Pour d’autres décisionnaires, d’une part la réception de chabbat est indépendante de l’allumage et d’autre part, il faut réciter la bénédiction avant d’allumer les nerot tout comme on récite une bénédiction avant d’accomplir n’importe quelle mitsva. Dans ce cas, puisqu’on ne reçoit pas chabbat automatiquement par l’allumage, si une femme souhaite tout de même recevoir chabbat en allumant, nos sages disent qu’elle doit d’abord terminer l’allumage de toutes les lumières puis accepter le chabbat de vive voix.

Les sefardim suivent ce second avis. Cependant, dans la majorité des communautés séfarades d’Afrique du Nord, la coutume est de faire la berakha après avoir allumé les nerot et ainsi recevoir le Chabbat automatiquement par la berakha, comme pour les ashkenazim. Le Ben Ich ‘Hai nous enseigne que dès que la femme a terminé d’allumer les nerot, elle doit immédiatement se débarrasser de l’allumette et placer aussitôt ses mains sur ses yeux qu’elle doit garder fermés (pour ne pas profiter de la lumière avant d’avoir récité la bénédiction) et réciter la berakha sans attendre. Ensuite, elle ouvrira ses yeux et contemplera les lumières et leur lueur se répandre.

Concernant une femme qui reçoit chabbat en récitant la berakha après avoir allumé,la partie du jour restante avant le coucher du soleil est à présent sanctifiée. Elle n’a donc plus le droit de travailler ni de faire des travaux interdits (à l’exception de certains cas précis que l’on ne détaillera pas ici). De même, elle ne pourra plus manger ni boire jusqu’au Kiddouch. C’est aussi la raison, comme l’enseigne le Ben Ich ‘Hai, pour laquelle certaines femmes n’éteignent pas l’allumette dont elles se sont servies pour allumer mais la jettent dans une coupelle afin que l’allumette s’éteigne toute seule.

Cependant pour l’avis selon lequel le fait d’accepter le chabbat ne dépend pas de l’allumageles femmes ont donc le droit de continuer à travailler et à manger et boire également après l’allumage et ce jusqu’à quelques minutes avant le coucher du soleil où elles diront explicitement qu’elles acceptent le chabbat.

Et les hommes ?

Seules les femmes peuvent accepter le chabbat par l’allumage.
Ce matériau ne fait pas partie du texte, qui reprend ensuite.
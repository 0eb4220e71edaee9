//! Item operations over an unlocked session.

use chrono::Utc;
use std::collections::BTreeSet;
use tracing::{debug, info};

use crate::record::{ItemKind, ItemMetadata, VaultItem};
use crate::session::Session;
use strongbox_common::{Error, ItemId, Plaintext, Result};
use strongbox_crypto::CipherEngine;

/// Fields for a new item.
#[derive(Debug, Clone)]
pub struct NewItem {
    pub name: String,
    pub kind: ItemKind,
    pub description: String,
    pub tags: BTreeSet<String>,
    pub content: Plaintext,
}

impl NewItem {
    /// Start a new item with no description or tags.
    pub fn new(name: impl Into<String>, kind: ItemKind, content: impl Into<Plaintext>) -> Self {
        Self {
            name: name.into(),
            kind,
            description: String::new(),
            tags: BTreeSet::new(),
            content: content.into(),
        }
    }

    /// Set the description.
    pub fn description(mut self, description: impl Into<String>) -> Self {
        self.description = description.into();
        self
    }

    /// Set the tags. Blank tags are dropped and the rest trimmed.
    pub fn tags<I, S>(mut self, tags: I) -> Self
    where
        I: IntoIterator<Item = S>,
        S: AsRef<str>,
    {
        self.tags = tags
            .into_iter()
            .map(|t| t.as_ref().trim().to_string())
            .filter(|t| !t.is_empty())
            .collect();
        self
    }

    fn validate(&self) -> Result<()> {
        if self.name.trim().is_empty() {
            return Err(Error::InvalidItem("Item name cannot be empty".to_string()));
        }
        Ok(())
    }
}

/// Decrypted content of one item.
///
/// Tagged with the epoch of the session that revealed it. Once the vault
/// locks, the controller reports it as stale and callers should drop it.
#[derive(Debug)]
pub struct Revealed {
    pub id: ItemId,
    pub content: Plaintext,
    pub(crate) epoch: u64,
}

impl Revealed {
    /// Lock epoch the content was revealed in.
    pub fn epoch(&self) -> u64 {
        self.epoch
    }
}

/// Item operations handler.
///
/// Borrows the record's items and the active session for the duration of
/// one operation. Persistence is left to the caller.
pub struct VaultItemStore<'a> {
    items: &'a mut Vec<VaultItem>,
    session: &'a mut Session,
    engine: &'a dyn CipherEngine,
}

impl<'a> VaultItemStore<'a> {
    /// Create an operations handler for an unlocked session.
    pub fn new(
        items: &'a mut Vec<VaultItem>,
        session: &'a mut Session,
        engine: &'a dyn CipherEngine,
    ) -> Self {
        Self {
            items,
            session,
            engine,
        }
    }

    /// Encrypt and append a new item.
    ///
    /// # Postconditions
    /// - Item has a fresh id and an encrypted payload
    /// - Session activity is refreshed
    ///
    /// # Errors
    /// - `InvalidItem` if the name is blank; nothing is changed
    /// - Encryption failure
    pub fn add(&mut self, item: NewItem) -> Result<ItemMetadata> {
        item.validate()?;
        self.session.touch();

        let encrypted_payload = self
            .engine
            .encrypt(item.content.as_bytes(), self.session.key())?;

        let NewItem {
            name,
            kind,
            description,
            tags,
            ..
        } = item;

        let stored = VaultItem {
            id: ItemId::generate(),
            name,
            kind,
            description,
            tags,
            created_at: Utc::now(),
            encrypted_payload,
        };
        let metadata = ItemMetadata::from(&stored);
        self.items.push(stored);

        info!(item_id = %metadata.id, kind = %metadata.kind, "Item added");
        Ok(metadata)
    }

    /// Remove an item.
    ///
    /// # Returns
    /// - `true` if an item was removed, `false` if the id was absent
    pub fn remove(&mut self, id: &ItemId) -> bool {
        let before = self.items.len();
        self.items.retain(|item| &item.id != id);

        if self.items.len() == before {
            debug!(item_id = %id, "Remove of absent item ignored");
            return false;
        }

        self.session.touch();
        info!(item_id = %id, "Item removed");
        true
    }

    /// Decrypt an item's content.
    ///
    /// With the legacy scheme a session opened with the wrong passphrase
    /// gets back garbage of the right length, not an error.
    ///
    /// # Errors
    /// - `ItemNotFound` if the id is absent
    /// - `DecryptFailure` for a malformed (or, sealed, tampered) payload
    pub fn reveal(&mut self, id: &ItemId) -> Result<Revealed> {
        let item = self
            .items
            .iter()
            .find(|item| &item.id == id)
            .ok_or_else(|| Error::ItemNotFound(id.to_string()))?;

        self.session.touch();
        let content = self
            .engine
            .decrypt(&item.encrypted_payload, self.session.key())?;

        debug!(item_id = %id, size = content.len(), "Item revealed");
        Ok(Revealed {
            id: id.clone(),
            content,
            epoch: self.session.epoch(),
        })
    }
}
Un homme, même dans le cas où il récite la berakha, ne reçoit le chabbat qu’en récitant « Boi Kala Boi Kala » et « Mizmor chir leyom Ha-Chabbat ».

 

Bénédiction sur l’allumage

Avant d’allumer les nerot de chabbat (ou après en fonction des habitudes de chacun), on récite la berakha suivante :

  • ברוך אתה ה’ אלקינו מלך העולם אשר קדשנו במצותיו וצונו להדליק נר של שבת
  • Baroukh ata Ado-naï, Elo-hènou, melekh ha‑olam, asher kideshanou bemitzvotav, vètzivanou lehadlik ner shel chabbat.
  • Béni Tu es, Hachem, notre D. Roi de l’univers, qui nous as sanctifiés par Tes commandements et nous as prescrit d’allumer la lumière du chabbat.


On ne doit pas modifier le texte de la berakha qui a été institué et rajouter le mot « kodesh« . En effet, conclure la berakha par « lehadlik ner shel chabbat kodesh » est principalement une tradition ‘Habad (Loubavitch). Mais à posteriori, si on se trompe, on n’a pas besoin de recommencer la berakha !

Une femme, lors de son premier chabbat en tant que mariée (chabbat ‘hatan), n’a pas besoin de réciter la bénédiction supplémentaire de Chéhé’héyanou lors de son premier allumage. En effet, lorsqu’on fait une nouvelle mitsva dans l’année, on récite la berakha de Chéhé’héyanou si cette mitsva est reconduite chaque année (ex : la bénédiction est récitée pour la première bougie de hanouka et ce chaque année…).

 

Quand allumer les bougies de Chabbat

On ne peut allumer les nerot de Chabbat qu’à partir du Plag Hamin’ha (soit 1h ¼ d’heure proportionnelle* avant la sortie des étoiles). Allumer plus tôt n’est pas permis car il fait encore grand jour et on n’aurait pas l’impression d’allumer ces lumières en l’honneur du Chabbat. Si on a allumé si tôt, la berakha sera donc considérée en vain et il faudra recommencer l’allumage avec berakha après le Plag Hamin’ha.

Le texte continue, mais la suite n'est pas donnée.